Exercise data Block Start
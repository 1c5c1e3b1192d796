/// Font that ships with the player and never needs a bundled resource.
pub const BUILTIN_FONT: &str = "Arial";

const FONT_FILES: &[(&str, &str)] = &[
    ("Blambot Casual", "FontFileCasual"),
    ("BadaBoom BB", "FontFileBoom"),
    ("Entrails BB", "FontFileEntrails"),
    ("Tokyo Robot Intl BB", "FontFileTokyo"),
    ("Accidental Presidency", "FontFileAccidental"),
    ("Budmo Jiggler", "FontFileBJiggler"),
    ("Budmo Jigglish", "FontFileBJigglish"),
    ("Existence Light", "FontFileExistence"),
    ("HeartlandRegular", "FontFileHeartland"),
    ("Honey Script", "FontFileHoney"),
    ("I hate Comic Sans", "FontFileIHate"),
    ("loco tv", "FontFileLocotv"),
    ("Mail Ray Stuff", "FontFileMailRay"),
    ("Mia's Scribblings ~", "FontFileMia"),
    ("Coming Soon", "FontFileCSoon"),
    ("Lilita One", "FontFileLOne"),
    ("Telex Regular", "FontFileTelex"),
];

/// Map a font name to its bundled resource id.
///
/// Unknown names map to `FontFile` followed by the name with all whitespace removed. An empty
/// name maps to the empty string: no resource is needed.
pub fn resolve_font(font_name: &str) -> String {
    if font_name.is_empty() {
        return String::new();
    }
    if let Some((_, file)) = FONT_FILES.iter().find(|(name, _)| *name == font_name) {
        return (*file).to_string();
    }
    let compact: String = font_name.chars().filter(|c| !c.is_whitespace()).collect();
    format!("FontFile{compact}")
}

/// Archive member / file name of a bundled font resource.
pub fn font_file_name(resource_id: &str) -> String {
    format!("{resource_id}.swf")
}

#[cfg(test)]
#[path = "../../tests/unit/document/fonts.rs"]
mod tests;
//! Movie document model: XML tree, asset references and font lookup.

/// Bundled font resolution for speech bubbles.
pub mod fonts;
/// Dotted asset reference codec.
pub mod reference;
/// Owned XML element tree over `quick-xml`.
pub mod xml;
Exercise data Block End
Task directions »
Precisely reproduce all the entries shown above.

Written answer »
repository 1c5c1e3b1192d796
/// Font that ships with the player and never needs a bundled resource.
pub const BUILTIN_FONT: &str = "Arial";

const FONT_FILES: &[(&str, &str)] = &[
    ("Blambot Casual", "FontFileCasual"),
    ("BadaBoom BB", "FontFileBoom"),
    ("Entrails BB", "FontFileEntrails"),
    ("Tokyo Robot Intl BB", "FontFileTokyo"),
    ("Accidental Presidency", "FontFileAccidental"),
    ("Budmo Jiggler", "FontFileBJiggler"),
    ("Budmo Jigglish", "FontFileBJigglish"),
    ("Existence Light", "FontFileExistence"),
    ("HeartlandRegular", "FontFileHeartland"),
    ("Honey Script", "FontFileHoney"),
    ("I hate Comic Sans", "FontFileIHate"),
    ("loco tv", "FontFileLocotv"),
    ("Mail Ray Stuff", "FontFileMailRay"),
    ("Mia's Scribblings ~", "FontFileMia"),
    ("Coming Soon", "FontFileCSoon"),
    ("Lilita One", "FontFileLOne"),
    ("Telex Regular", "FontFileTelex"),
];

/// Map a font name to its bundled resource id.
///
/// Unknown names map to `FontFile` followed by the name with all whitespace removed. An empty
/// name maps to the empty string: no resource is needed.
pub fn resolve_font(font_name: &str) -> String {
    if font_name.is_empty() {
        return String::new();
    }
    if let Some((_, file)) = FONT_FILES.iter().find(|(name, _)| *name == font_name) {
        return (*file).to_string();
    }
    let compact: String = font_name.chars().filter(|c| !c.is_whitespace()).collect();
    format!("FontFile{compact}")
}

/// Archive member / file name of a bundled font resource.
pub fn font_file_name(resource_id: &str) -> String {
    format!("{resource_id}.swf")
}

#[cfg(test)]
#[path = "../../tests/unit/document/fonts.rs"]
mod tests;
//! Movie document model: XML tree, asset references and font lookup.

/// Bundled font resolution for speech bubbles.
pub mod fonts;
/// Dotted asset reference codec.
pub mod reference;
/// Owned XML element tree over `quick-xml`.
pub mod xml;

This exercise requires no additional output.